Only the total should be returned: the number of lines in the data that hold the string "AppState".

◆ SUPPLIED DATA:

•••••

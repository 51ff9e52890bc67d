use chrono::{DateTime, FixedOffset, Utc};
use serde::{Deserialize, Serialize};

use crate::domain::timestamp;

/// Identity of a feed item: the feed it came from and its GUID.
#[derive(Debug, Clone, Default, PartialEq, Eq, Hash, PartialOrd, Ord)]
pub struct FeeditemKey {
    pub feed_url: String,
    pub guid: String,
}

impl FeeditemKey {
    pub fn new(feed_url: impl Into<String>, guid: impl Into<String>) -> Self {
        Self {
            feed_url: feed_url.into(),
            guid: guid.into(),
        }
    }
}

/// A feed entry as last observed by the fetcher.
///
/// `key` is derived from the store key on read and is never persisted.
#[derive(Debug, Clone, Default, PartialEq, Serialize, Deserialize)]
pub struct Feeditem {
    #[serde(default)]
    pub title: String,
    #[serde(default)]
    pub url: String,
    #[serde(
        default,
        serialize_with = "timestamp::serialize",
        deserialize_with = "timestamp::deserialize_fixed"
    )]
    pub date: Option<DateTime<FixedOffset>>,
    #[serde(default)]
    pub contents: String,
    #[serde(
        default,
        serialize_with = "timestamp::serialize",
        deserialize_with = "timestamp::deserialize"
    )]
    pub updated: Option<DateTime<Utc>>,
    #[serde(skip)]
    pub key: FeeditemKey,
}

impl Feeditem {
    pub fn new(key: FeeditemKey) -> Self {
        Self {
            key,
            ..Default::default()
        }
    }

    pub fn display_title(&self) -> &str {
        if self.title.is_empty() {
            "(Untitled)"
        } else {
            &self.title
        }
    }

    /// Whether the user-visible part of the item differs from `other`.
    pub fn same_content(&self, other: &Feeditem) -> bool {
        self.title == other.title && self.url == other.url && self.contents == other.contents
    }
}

•••••

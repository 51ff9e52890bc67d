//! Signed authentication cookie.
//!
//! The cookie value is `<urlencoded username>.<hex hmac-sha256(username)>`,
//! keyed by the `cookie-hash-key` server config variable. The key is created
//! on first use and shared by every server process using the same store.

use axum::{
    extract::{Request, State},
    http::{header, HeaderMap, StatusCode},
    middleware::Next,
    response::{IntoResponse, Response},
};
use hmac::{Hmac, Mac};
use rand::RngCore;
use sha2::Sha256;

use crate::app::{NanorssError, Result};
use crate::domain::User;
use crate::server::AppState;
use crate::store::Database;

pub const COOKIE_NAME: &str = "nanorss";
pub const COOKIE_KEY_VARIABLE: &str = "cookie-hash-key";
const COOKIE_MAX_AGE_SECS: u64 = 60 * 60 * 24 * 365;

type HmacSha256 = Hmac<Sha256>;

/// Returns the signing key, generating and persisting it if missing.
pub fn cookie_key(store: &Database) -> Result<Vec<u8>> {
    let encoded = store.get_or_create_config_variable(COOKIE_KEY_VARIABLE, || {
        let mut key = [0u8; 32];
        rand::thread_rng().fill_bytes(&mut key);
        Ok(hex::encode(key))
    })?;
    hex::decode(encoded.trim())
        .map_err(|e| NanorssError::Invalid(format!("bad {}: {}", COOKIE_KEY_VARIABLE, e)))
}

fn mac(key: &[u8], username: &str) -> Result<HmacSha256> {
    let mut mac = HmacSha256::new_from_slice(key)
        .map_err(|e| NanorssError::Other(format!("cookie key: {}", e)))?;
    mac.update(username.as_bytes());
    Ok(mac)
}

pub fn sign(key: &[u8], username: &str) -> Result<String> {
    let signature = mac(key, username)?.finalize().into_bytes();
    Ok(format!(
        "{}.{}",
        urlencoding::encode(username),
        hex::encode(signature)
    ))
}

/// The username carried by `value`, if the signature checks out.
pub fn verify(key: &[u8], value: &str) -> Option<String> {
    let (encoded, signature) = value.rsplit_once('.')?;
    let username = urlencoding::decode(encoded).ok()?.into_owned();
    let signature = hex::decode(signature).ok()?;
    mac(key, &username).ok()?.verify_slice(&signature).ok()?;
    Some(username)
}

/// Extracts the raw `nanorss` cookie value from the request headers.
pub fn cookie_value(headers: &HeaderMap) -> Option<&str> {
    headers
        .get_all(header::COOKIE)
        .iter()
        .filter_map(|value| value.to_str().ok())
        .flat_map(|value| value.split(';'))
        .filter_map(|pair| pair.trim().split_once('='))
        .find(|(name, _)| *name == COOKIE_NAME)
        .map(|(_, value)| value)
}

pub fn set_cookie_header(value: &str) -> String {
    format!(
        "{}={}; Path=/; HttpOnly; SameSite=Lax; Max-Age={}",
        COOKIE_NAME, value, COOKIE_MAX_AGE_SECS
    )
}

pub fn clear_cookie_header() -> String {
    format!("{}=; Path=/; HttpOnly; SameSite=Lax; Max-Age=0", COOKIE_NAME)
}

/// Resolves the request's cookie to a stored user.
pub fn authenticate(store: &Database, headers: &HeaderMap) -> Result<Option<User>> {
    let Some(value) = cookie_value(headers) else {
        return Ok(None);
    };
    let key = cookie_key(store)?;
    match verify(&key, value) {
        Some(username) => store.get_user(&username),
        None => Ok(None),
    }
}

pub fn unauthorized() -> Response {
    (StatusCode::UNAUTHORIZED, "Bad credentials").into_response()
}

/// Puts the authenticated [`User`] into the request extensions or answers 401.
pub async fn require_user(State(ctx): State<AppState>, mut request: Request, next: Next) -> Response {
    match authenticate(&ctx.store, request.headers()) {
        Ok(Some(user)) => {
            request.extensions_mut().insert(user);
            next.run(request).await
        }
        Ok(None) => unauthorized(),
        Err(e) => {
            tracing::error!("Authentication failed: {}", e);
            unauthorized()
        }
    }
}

•••••

◆ SOLVED PROBLEM: 2